O que é responsável por

Para tudo. Só que ele entende algumas coisas e as controla completamente, e delega o resto aos artistas. O fato de ele não entender, o diretor precisa da ausência de problemas e de uma reação oportuna às mudanças. Ou seja, Pavel não conhece a palavra “criptografador”, mas se todos os PCs da empresa forem subitamente bloqueados, ele lidará com o chefe do departamento de TI. E se os motoristas de repente entrarem em uma farra, ele dirigirá o chefe do departamento de transporte.

O que não é responsável por

Como já mencionado, pelo conhecimento dos detalhes de determinados processos.

Visão profissional do mundo

Esta é a empresa de Paul, então ele quer acreditar que controla completamente todos os seus processos. Ele se reúne periodicamente com os chefes de departamento e eles o informam detalhadamente sobre o estado atual, sobre ameaças em potencial e novos produtos (e isso não se trata de TI em primeiro lugar - por exemplo, Pavel estava muito interessado no impacto da implementação do sistema Platão na receita).

Pavel gosta de participar de várias conferências da indústria, isso enfatiza seu status e oferece uma oportunidade para aprender algo realmente importante. Se eles dizem algo que lhe interessa, mas a partir da área em que ele não é especialista, Pavel transfere as informações para o chefe do departamento correspondente, pede para separá-las e se reportar a ele.
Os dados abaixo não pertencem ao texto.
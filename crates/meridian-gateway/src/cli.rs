//! Command-line parsing and the sub-command runners.

use std::fs;
use std::path::{Path, PathBuf};

use meridian_config::{ConfigLoader, MeridianConfig, DEFAULT_ENV_PREFIX};
use meridian_core::{ApiDocument, Route, Service, ShutdownSignal};
use meridian_discovery::DiscoveryError;
use serde::Serialize;
use tracing::{info, warn};

use crate::error::{GatewayError, GatewayResult};
use crate::gateway::Gateway;

/// Configuration file read when `--config` is not given, if present.
pub const DEFAULT_CONFIG_FILE: &str = "meridian.toml";

/// Sub-command to run.
#[derive(Debug, Clone, Copy, PartialEq, Eq)]
pub enum Command {
    /// Register, run periodic discovery and wait for Ctrl-C.
    Run,
    /// Run one discovery pass and print the route table.
    Discover,
    /// Build the merged API document.
    Merge,
    /// Print usage.
    Help,
    /// Print the version.
    Version,
}

/// Parsed command line.
#[derive(Debug, Clone, PartialEq, Eq)]
pub struct Cli {
    /// Sub-command.
    pub command: Command,
    /// Configuration file.
    pub config: Option<PathBuf>,
    /// Output file for `discover` and `merge`; stdout when unset.
    pub output: Option<PathBuf>,
}

impl Cli {
    /// Parses arguments, program name excluded. The sub-command defaults to
    /// `run`.
    ///
    /// # Errors
    ///
    /// Returns [`GatewayError::Usage`] for unknown arguments or a flag
    /// missing its value.
    pub fn parse_from<I>(args: I) -> GatewayResult<Self>
    where
        I: IntoIterator<Item = String>,
    {
        let mut args = args.into_iter();
        let mut command = None;
        let mut config = None;
        let mut output = None;

        while let Some(arg) = args.next() {
            match arg.as_str() {
                "--config" | "-c" => config = Some(flag_value(&mut args, &arg)?),
                "--output" | "-o" => output = Some(flag_value(&mut args, &arg)?),
                "--help" | "-h" => return Ok(Self::only(Command::Help)),
                "--version" | "-v" => return Ok(Self::only(Command::Version)),
                "run" | "discover" | "merge" if command.is_none() => {
                    command = Some(match arg.as_str() {
                        "run" => Command::Run,
                        "discover" => Command::Discover,
                        _ => Command::Merge,
                    });
                }
                other => {
                    return Err(GatewayError::usage(format!("unknown argument: {other}")));
                }
            }
        }

        let command = command.unwrap_or(Command::Run);
        if command == Command::Run && output.is_some() {
            return Err(GatewayError::usage("--output is not supported by 'run'"));
        }

        Ok(Self {
            command,
            config,
            output,
        })
    }

    fn only(command: Command) -> Self {
        Self {
            command,
            config: None,
            output: None,
        }
    }
}

fn flag_value(args: &mut impl Iterator<Item = String>, flag: &str) -> GatewayResult<PathBuf> {
    args.next()
        .map(PathBuf::from)
        .ok_or_else(|| GatewayError::usage(format!("{flag} requires a value")))
}

/// Usage text.
pub const HELP: &str = r"Meridian Gateway - route discovery and API document merging

USAGE:
    meridian-gateway [COMMAND] [OPTIONS]

COMMANDS:
    run         Register, keep the route table fresh, wait for Ctrl-C (default)
    discover    Run one discovery pass and print the route table as JSON
    merge       Print the merged API document of every registered service

OPTIONS:
    -c, --config <PATH>    Configuration file (TOML or JSON, default: meridian.toml if present)
    -o, --output <PATH>    Write discover/merge output to a file instead of stdout
    -h, --help             Print help information
    -v, --version          Print version information

ENVIRONMENT VARIABLES:
    MERIDIAN__GATEWAY__HOST                 Host other services reach the gateway on
    MERIDIAN__GATEWAY__HTTP_PORT            Gateway HTTP port (default: 4000)
    MERIDIAN__DISCOVERY__INTERVAL_SECS      Seconds between discovery passes (default: 30)
    MERIDIAN__DISCOVERY__SERVICES           JSON array of services to register at start-up
    MERIDIAN__MERGE__URLS                   Comma-separated extra API document URLs
    MERIDIAN__TELEMETRY__LOGGING__LEVEL     Log filter (default: info)
    MERIDIAN__TELEMETRY__METRICS__ENABLED   Serve Prometheus metrics (default: false)
";

/// Loads configuration: defaults, then `path` (or [`DEFAULT_CONFIG_FILE`] if
/// it exists), then `.env` and `MERIDIAN__*` overrides.
///
/// # Errors
///
/// Returns the loader's error.
pub fn load_config(path: Option<&Path>) -> GatewayResult<MeridianConfig> {
    let loader = ConfigLoader::new().with_defaults().with_dotenv()?;
    let loader = match path {
        Some(path) => loader.with_file(path)?,
        None => loader.with_optional_file(DEFAULT_CONFIG_FILE)?,
    };
    Ok(loader.with_env_prefix(DEFAULT_ENV_PREFIX).load()?)
}

/// Runs the gateway until SIGINT or SIGTERM.
///
/// # Errors
///
/// Returns the first start-up error, or the shutdown error.
pub async fn run(config: MeridianConfig) -> GatewayResult<()> {
    let shutdown = ShutdownSignal::with_os_signals();
    let gateway = Gateway::in_memory(config)?.with_shutdown_signal(shutdown.clone());

    gateway.register().await?;
    gateway.start().await?;
    info!("Gateway running, press Ctrl-C to stop");

    shutdown.recv().await;
    gateway.shutdown().await?;
    info!("Gateway stopped");
    Ok(())
}

/// Seeds the configured services, runs one discovery pass and returns the
/// route table.
///
/// When some services fail under the `continue` policy the failures are
/// logged and the routes of the other services are still returned.
///
/// # Errors
///
/// Returns registry errors and, under the `abort` policy, the first
/// discovery error.
pub async fn discover(config: MeridianConfig) -> GatewayResult<Vec<Route>> {
    let gateway = Gateway::in_memory(config)?;
    gateway.connect().await?;
    gateway.seed_services().await?;

    match gateway.discover_once().await {
        Ok(report) => info!(
            services = report.services.len(),
            routes = report.total_routes(),
            "Discovery finished"
        ),
        Err(GatewayError::Discovery(e @ DiscoveryError::Batch { .. })) => {
            warn!(error = %e, "Discovery finished with failures");
        }
        Err(e) => return Err(e),
    }

    gateway.routes().await
}

/// Seeds the configured services and builds the merged API document.
///
/// # Errors
///
/// Returns the registry or merge error.
pub async fn merge(config: MeridianConfig) -> GatewayResult<ApiDocument> {
    let gateway = Gateway::in_memory(config)?;
    gateway.connect().await?;
    gateway.seed_services().await?;
    gateway.merged_spec().await
}

/// Writes `value` as pretty JSON to `output`, or to stdout.
///
/// # Errors
///
/// Returns serialization or I/O errors.
pub fn write_json<T: Serialize>(value: &T, output: Option<&Path>) -> GatewayResult<()> {
    let json = serde_json::to_string_pretty(value)?;
    match output {
        Some(path) => {
            fs::write(path, json + "\n")?;
            info!(path = %path.display(), "Output written");
        }
        None => println!("{json}"),
    }
    Ok(())
}

#[cfg(test)]
mod tests {
    use super::*;

    fn parse(args: &[&str]) -> GatewayResult<Cli> {
        Cli::parse_from(args.iter().map(|s| (*s).to_string()))
    }

    #[test]
    fn test_default_command_is_run() {
        let cli = parse(&[]).unwrap();
        assert_eq!(cli.command, Command::Run);
        assert!(cli.config.is_none());
    }

    #[test]
    fn test_subcommand_with_options() {
        let cli = parse(&["merge", "-c", "gw.toml", "--output", "public.json"]).unwrap();
        assert_eq!(cli.command, Command::Merge);
        assert_eq!(cli.config, Some(PathBuf::from("gw.toml")));
        assert_eq!(cli.output, Some(PathBuf::from("public.json")));

        let cli = parse(&["--config", "gw.json", "discover"]).unwrap();
        assert_eq!(cli.command, Command::Discover);
    }

    #[test]
    fn test_help_and_version_short_circuit() {
        assert_eq!(parse(&["merge", "-h", "bogus"]).unwrap().command, Command::Help);
        assert_eq!(parse(&["--version"]).unwrap().command, Command::Version);
    }

    #[test]
    fn test_usage_errors() {
        assert!(matches!(parse(&["serve"]), Err(GatewayError::Usage { .. })));
        assert!(matches!(parse(&["--config"]), Err(GatewayError::Usage { .. })));
        assert!(matches!(
            parse(&["discover", "merge"]),
            Err(GatewayError::Usage { .. })
        ));
        assert!(matches!(
            parse(&["run", "-o", "out.json"]),
            Err(GatewayError::Usage { .. })
        ));
    }

    #[test]
    fn test_load_config_missing_file() {
        let err = load_config(Some(Path::new("/nonexistent/meridian.toml"))).unwrap_err();
        assert_eq!(err.category(), "config");
    }

    #[test]
    fn test_write_json_to_file() {
        let dir = tempfile::tempdir().unwrap();
        let path = dir.path().join("routes.json");
        write_json(&serde_json::json!({ "ok": true }), Some(&path)).unwrap();

        let written: serde_json::Value =
            serde_json::from_str(&fs::read_to_string(&path).unwrap()).unwrap();
        assert_eq!(written["ok"], true);
    }
}
//! Error types for Meridian core collaborators.
//!
//! [`StoreError`] is returned by route stores and service registries,
//! [`LifecycleError`] by service start-up and shutdown sequences.

use thiserror::Error;

/// Result type alias using [`StoreError`].
pub type StoreResult<T> = Result<T, StoreError>;

/// Result type alias using [`LifecycleError`].
pub type LifecycleResult<T = ()> = Result<T, LifecycleError>;

/// Errors raised by route stores and service registries.
#[derive(Error, Debug)]
pub enum StoreError {
    /// The backing store could not be reached.
    #[error("store unavailable: {message}")]
    Unavailable {
        /// Human-readable error message.
        message: String,
    },

    /// The store has not been initialized yet.
    #[error("store not initialized")]
    NotInitialized,

    /// A stored record could not be encoded or decoded.
    #[error("store serialization error: {0}")]
    Serialization(#[from] serde_json::Error),

    /// A key did not match the expected format.
    #[error("invalid store key '{key}': {reason}")]
    InvalidKey {
        /// The offending key.
        key: String,
        /// Why the key was rejected.
        reason: String,
    },
}

impl StoreError {
    /// Creates an unavailable error.
    #[must_use]
    pub fn unavailable(message: impl Into<String>) -> Self {
        Self::Unavailable {
            message: message.into(),
        }
    }

    /// Creates an invalid key error.
    #[must_use]
    pub fn invalid_key(key: impl Into<String>, reason: impl Into<String>) -> Self {
        Self::InvalidKey {
            key: key.into(),
            reason: reason.into(),
        }
    }

    /// Returns `true` if retrying the call later might succeed.
    pub fn is_recoverable(&self) -> bool {
        matches!(self, Self::Unavailable { .. })
    }
}

/// Errors raised while starting or stopping a service.
#[derive(Error, Debug)]
pub enum LifecycleError {
    /// Service start-up failed.
    #[error("startup failed: {0}")]
    StartupFailed(String),

    /// One or more shutdown hooks failed. All hooks were still run.
    #[error("shutdown failed: {}", .failures.join("; "))]
    ShutdownFailed {
        /// One `"<hook>: <error>"` entry per failed hook, in run order.
        failures: Vec<String>,
    },

    /// A single hook failed.
    #[error("lifecycle hook error: {message}")]
    HookError {
        /// Error message
        message: String,
        /// Optional source error
        #[source]
        source: Option<Box<dyn std::error::Error + Send + Sync>>,
    },

    /// A registry call made during the lifecycle failed.
    #[error(transparent)]
    Store(#[from] StoreError),
}

impl LifecycleError {
    /// Creates a new hook error with a message.
    pub fn new(message: impl Into<String>) -> Self {
        Self::HookError {
            message: message.into(),
            source: None,
        }
    }

    /// Creates a new hook error with a source.
    pub fn with_source(
        message: impl Into<String>,
        source: impl std::error::Error + Send + Sync + 'static,
    ) -> Self {
        Self::HookError {
            message: message.into(),
            source: Some(Box::new(source)),
        }
    }
}

#[cfg(test)]
mod tests {
    use super::*;

    #[test]
    fn test_store_error_display() {
        let err = StoreError::unavailable("connection refused");
        assert!(err.to_string().contains("connection refused"));
        assert!(err.is_recoverable());

        let err = StoreError::invalid_key("routes:GET", "missing path");
        assert!(err.to_string().contains("routes:GET"));
        assert!(!err.is_recoverable());
    }

    #[test]
    fn test_shutdown_failed_lists_every_hook() {
        let err = LifecycleError::ShutdownFailed {
            failures: vec!["flush: disk full".to_string(), "close: timeout".to_string()],
        };
        assert_eq!(err.to_string(), "shutdown failed: flush: disk full; close: timeout");
    }

    #[test]
    fn test_hook_error_with_source() {
        let io = std::io::Error::new(std::io::ErrorKind::Other, "boom");
        let err = LifecycleError::with_source("drain failed", io);
        assert!(err.to_string().contains("drain failed"));
        assert!(std::error::Error::source(&err).is_some());
    }
}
Atitude atual em relação ao 2FA

Pavel não sabe nada sobre o 2FA. Em conferências especializadas, essas questões não são abordadas; Peter não fala sobre isso. Se ele tivesse sido informado corretamente sobre o risco potencial, teria exigido que Peter entendesse e relatasse o quão crítico e provável ele é na empresa deles. E se Peter disser que eles não precisam de 2FA, Pavel exigirá garantir que, sem a introdução dessa tecnologia, a segurança do Tradex não será afetada. E então será mais fácil para Pavel implementar o 2FA do que assumir a responsabilidade.

Conclusões

Deve haver conclusões inteligentes sobre os motivos pelos quais quatro pessoas inteligentes, sinceramente preocupadas com a segurança de suas empresas, conhecem a tecnologia de autenticação de dois fatores eficaz e bem estabelecida, mas não a implementam em casa. Apesar do fato de a introdução ser difícil e não crítica em termos de custo e tempo.

Mas as conclusões foram muito simples. Precisamos falar mais sobre os perigos das senhas e os benefícios do 2FA, não apenas para os funcionários de TI, mas também para os CEOs - e o número de implantações do 2FA aumentará significativamente.

Não concorda? Ficarei feliz em discutir nos comentários!